Collected data entries:
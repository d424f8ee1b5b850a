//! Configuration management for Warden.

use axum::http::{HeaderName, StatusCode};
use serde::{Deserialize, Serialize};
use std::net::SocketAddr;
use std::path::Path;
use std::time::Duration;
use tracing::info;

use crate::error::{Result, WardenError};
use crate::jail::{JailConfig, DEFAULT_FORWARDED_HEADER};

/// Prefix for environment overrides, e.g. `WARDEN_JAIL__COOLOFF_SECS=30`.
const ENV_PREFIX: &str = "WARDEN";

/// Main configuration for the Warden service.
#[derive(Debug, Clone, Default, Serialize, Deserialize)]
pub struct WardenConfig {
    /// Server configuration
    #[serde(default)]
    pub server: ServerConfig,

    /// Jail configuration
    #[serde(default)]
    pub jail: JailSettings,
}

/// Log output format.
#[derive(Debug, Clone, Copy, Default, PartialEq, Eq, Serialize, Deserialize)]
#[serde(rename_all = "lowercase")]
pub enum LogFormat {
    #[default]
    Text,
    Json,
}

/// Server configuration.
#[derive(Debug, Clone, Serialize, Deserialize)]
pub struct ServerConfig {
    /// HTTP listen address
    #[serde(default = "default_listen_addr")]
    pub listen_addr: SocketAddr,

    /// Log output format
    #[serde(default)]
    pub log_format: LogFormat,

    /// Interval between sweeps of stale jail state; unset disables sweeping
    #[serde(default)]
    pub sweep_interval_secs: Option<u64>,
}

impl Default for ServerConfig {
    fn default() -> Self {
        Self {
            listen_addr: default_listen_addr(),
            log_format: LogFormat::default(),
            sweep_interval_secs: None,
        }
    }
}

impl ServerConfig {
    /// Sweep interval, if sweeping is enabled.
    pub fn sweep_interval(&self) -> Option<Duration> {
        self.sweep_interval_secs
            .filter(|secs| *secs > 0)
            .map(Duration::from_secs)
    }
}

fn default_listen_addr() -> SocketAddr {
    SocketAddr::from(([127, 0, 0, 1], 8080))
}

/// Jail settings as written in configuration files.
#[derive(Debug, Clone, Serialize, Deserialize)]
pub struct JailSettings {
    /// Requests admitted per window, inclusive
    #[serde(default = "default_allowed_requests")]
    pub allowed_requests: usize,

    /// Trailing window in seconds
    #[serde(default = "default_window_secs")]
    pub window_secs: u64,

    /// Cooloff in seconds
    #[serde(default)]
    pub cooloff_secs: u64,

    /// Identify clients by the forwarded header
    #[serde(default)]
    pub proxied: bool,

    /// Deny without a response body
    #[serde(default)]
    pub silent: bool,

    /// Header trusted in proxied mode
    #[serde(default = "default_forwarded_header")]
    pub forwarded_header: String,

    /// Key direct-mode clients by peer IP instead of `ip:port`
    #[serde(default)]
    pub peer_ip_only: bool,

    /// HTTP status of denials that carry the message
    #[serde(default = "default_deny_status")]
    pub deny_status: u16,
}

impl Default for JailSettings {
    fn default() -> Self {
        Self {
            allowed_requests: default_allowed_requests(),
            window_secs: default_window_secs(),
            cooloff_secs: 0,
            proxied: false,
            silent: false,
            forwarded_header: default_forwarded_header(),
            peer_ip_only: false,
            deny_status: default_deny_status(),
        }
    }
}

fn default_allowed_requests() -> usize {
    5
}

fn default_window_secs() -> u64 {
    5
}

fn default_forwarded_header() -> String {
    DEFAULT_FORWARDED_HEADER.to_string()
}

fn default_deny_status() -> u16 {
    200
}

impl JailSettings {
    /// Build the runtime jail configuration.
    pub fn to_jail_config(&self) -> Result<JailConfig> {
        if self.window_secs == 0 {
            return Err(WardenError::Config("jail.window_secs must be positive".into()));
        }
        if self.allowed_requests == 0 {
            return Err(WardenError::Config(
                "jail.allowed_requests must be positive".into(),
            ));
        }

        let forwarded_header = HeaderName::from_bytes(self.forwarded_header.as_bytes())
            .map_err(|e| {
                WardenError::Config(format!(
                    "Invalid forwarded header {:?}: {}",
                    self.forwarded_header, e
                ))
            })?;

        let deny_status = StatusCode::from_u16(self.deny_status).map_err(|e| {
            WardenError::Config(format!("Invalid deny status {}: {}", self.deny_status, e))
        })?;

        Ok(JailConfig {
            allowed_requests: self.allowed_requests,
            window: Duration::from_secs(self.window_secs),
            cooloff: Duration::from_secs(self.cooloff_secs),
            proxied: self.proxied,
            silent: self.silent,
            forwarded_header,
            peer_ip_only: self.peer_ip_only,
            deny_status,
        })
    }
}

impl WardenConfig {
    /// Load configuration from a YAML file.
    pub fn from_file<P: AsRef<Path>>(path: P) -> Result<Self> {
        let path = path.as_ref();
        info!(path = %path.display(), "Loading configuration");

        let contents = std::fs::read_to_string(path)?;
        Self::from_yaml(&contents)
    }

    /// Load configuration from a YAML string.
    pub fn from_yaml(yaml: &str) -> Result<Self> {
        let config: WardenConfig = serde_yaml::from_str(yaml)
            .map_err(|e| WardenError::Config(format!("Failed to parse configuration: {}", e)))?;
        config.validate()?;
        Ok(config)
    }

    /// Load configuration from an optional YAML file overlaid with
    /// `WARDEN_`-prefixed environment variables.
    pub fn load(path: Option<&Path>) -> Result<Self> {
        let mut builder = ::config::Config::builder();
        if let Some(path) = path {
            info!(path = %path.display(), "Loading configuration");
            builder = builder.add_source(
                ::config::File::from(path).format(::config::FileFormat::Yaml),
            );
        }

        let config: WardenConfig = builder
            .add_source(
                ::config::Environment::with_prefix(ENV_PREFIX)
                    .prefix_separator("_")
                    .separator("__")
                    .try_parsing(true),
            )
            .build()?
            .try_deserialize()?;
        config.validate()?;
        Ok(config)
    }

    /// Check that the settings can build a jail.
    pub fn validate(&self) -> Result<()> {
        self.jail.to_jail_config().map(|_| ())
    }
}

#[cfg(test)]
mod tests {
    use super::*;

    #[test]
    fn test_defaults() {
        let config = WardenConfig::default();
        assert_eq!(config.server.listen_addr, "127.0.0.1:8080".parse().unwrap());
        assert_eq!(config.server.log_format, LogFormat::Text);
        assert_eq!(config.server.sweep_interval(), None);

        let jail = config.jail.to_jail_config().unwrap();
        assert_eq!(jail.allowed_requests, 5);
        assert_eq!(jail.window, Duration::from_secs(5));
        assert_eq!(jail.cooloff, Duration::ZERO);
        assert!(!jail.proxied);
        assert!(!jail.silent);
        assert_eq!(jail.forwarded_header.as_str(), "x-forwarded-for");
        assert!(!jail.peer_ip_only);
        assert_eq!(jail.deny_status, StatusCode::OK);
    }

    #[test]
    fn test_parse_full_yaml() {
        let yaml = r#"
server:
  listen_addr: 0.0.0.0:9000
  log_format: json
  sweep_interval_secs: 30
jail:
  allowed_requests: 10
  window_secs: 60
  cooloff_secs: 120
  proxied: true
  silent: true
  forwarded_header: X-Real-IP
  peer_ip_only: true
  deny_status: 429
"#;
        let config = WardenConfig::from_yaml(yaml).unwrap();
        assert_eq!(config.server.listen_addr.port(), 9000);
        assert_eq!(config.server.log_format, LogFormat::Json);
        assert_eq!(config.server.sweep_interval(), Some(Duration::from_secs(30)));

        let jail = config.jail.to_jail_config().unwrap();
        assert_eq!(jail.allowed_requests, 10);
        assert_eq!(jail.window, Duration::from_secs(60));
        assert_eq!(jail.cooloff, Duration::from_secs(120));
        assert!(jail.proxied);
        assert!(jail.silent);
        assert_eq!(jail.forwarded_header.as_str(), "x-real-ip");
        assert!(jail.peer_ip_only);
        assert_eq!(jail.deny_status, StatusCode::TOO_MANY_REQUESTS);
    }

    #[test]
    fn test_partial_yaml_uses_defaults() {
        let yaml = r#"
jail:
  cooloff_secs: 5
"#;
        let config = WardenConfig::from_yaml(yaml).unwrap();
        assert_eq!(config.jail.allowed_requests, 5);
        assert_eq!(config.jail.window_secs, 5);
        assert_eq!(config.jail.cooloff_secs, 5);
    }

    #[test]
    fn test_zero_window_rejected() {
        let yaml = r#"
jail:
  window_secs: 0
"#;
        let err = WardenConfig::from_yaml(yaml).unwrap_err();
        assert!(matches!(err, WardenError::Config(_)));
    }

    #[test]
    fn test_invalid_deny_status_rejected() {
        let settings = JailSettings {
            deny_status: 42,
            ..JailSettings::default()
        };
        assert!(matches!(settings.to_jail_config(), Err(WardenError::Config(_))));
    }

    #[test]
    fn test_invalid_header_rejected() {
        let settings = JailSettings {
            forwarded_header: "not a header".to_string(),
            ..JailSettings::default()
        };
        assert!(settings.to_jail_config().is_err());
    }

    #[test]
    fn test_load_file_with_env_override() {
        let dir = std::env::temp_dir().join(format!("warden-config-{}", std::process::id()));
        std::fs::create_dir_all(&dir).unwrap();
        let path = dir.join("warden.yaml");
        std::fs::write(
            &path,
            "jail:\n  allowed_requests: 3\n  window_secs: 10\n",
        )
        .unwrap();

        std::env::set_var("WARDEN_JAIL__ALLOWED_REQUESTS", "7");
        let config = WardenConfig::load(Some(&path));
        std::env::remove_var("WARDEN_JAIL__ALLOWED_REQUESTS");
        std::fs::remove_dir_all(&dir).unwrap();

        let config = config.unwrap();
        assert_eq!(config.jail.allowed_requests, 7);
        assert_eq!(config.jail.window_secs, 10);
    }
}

...

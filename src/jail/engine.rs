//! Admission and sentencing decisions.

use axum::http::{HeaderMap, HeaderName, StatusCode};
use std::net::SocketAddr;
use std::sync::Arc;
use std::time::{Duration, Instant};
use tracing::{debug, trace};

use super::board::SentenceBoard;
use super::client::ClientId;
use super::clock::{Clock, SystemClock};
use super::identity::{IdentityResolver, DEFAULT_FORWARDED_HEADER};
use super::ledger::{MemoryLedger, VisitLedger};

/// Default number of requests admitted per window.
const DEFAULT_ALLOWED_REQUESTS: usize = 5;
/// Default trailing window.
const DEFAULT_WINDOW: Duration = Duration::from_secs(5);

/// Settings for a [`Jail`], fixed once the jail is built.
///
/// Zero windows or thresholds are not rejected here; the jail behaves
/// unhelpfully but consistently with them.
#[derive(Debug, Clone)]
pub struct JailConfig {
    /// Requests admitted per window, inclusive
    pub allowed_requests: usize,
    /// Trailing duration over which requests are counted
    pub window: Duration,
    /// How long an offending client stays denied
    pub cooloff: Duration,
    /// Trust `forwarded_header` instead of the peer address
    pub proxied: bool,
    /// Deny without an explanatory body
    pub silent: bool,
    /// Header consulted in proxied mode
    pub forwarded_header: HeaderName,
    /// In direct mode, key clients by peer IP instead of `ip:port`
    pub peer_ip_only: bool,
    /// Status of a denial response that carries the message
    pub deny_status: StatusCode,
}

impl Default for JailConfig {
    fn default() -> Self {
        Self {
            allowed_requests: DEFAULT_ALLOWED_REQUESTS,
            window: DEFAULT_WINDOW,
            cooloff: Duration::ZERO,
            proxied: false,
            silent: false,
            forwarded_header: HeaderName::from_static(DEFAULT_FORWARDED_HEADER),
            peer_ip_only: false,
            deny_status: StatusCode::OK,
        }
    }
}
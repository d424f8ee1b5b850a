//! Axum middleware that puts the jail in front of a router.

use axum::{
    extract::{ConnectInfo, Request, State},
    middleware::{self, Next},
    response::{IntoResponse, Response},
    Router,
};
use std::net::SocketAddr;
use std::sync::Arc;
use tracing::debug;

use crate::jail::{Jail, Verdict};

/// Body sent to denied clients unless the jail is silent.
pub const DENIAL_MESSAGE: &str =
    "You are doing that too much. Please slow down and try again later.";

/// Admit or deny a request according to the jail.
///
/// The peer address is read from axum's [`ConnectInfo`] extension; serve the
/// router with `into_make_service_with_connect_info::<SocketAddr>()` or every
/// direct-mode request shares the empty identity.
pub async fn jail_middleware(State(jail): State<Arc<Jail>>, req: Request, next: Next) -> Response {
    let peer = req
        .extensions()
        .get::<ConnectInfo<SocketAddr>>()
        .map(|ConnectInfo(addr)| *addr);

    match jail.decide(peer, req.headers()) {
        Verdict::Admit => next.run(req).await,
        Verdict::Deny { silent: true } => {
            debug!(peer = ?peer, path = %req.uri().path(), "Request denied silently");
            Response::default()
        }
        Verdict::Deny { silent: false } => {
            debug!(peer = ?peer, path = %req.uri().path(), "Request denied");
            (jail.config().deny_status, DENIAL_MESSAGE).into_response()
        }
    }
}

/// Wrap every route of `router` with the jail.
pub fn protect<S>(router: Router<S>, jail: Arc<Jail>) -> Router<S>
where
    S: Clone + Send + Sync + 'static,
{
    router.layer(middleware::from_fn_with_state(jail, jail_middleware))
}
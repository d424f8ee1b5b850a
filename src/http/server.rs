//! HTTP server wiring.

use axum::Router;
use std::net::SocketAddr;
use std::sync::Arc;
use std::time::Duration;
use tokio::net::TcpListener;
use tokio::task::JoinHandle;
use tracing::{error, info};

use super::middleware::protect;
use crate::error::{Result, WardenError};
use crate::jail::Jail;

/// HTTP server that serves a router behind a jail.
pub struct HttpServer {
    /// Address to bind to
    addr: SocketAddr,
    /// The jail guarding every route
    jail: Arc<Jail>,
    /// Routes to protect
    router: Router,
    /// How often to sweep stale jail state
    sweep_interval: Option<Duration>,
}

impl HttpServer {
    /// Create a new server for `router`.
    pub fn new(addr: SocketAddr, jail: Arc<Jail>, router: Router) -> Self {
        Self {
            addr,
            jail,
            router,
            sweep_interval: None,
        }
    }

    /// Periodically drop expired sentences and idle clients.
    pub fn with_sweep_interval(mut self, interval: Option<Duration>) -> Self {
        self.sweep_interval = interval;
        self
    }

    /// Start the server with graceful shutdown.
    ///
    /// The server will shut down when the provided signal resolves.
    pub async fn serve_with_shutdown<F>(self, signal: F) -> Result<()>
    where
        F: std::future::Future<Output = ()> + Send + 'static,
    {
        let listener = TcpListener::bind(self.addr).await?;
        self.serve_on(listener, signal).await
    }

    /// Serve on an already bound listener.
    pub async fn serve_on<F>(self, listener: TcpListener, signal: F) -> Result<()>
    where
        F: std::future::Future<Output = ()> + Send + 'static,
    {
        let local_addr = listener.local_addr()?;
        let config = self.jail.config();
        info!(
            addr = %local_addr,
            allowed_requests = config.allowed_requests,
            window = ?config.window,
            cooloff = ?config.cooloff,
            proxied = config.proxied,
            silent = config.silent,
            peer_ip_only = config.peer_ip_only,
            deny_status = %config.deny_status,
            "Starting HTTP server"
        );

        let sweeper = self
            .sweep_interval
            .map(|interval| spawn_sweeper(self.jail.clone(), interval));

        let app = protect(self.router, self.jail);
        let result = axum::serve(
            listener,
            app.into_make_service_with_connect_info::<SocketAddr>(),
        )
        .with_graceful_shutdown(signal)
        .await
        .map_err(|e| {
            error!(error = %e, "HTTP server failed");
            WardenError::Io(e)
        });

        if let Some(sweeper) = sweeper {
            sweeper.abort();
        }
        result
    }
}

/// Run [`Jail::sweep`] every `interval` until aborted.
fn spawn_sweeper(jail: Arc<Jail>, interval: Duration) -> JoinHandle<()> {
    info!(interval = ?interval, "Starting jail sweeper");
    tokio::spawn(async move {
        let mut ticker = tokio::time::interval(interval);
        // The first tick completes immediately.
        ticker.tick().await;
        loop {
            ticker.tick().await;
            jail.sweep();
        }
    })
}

* * *

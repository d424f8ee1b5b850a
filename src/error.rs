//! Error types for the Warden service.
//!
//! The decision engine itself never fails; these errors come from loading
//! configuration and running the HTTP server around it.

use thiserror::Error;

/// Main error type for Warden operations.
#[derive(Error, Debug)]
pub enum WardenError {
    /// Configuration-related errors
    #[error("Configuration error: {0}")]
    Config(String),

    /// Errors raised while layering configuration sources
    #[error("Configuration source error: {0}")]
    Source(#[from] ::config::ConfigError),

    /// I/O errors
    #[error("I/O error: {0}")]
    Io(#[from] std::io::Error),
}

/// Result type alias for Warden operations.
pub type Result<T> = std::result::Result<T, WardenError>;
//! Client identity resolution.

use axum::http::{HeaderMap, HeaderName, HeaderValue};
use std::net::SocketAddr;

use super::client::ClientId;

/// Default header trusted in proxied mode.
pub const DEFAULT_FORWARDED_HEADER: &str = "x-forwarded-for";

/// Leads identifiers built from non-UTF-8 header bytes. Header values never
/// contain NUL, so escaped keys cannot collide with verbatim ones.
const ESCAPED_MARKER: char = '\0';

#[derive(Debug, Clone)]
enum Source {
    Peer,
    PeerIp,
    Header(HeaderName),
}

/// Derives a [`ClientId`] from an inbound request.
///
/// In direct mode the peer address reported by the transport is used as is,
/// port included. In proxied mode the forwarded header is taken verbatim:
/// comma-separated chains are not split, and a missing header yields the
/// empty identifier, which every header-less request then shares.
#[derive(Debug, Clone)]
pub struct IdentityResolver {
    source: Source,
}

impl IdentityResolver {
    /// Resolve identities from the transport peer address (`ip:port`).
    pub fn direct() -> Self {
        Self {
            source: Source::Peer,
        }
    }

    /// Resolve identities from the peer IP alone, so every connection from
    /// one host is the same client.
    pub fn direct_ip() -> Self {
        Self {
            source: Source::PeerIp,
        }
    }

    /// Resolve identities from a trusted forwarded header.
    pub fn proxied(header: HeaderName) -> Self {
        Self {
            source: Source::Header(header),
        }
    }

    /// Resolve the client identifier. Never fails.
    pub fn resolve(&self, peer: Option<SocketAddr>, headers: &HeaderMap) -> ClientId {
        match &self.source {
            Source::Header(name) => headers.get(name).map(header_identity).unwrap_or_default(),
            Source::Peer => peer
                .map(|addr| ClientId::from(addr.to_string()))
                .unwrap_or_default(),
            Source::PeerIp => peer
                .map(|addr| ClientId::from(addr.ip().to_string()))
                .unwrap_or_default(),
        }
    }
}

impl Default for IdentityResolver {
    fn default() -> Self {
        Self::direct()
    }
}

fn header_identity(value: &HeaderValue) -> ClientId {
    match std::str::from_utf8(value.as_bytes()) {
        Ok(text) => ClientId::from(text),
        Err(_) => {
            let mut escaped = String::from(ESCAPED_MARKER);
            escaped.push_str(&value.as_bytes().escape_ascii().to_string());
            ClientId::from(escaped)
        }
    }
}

How to complete this task:
Using the records above, gather all lines where the string "trusted" is present.

Response to this exercise:
    /// Header trusted in proxied mode
/// Default header trusted in proxied mode.
    /// Resolve identities from a trusted forwarded header.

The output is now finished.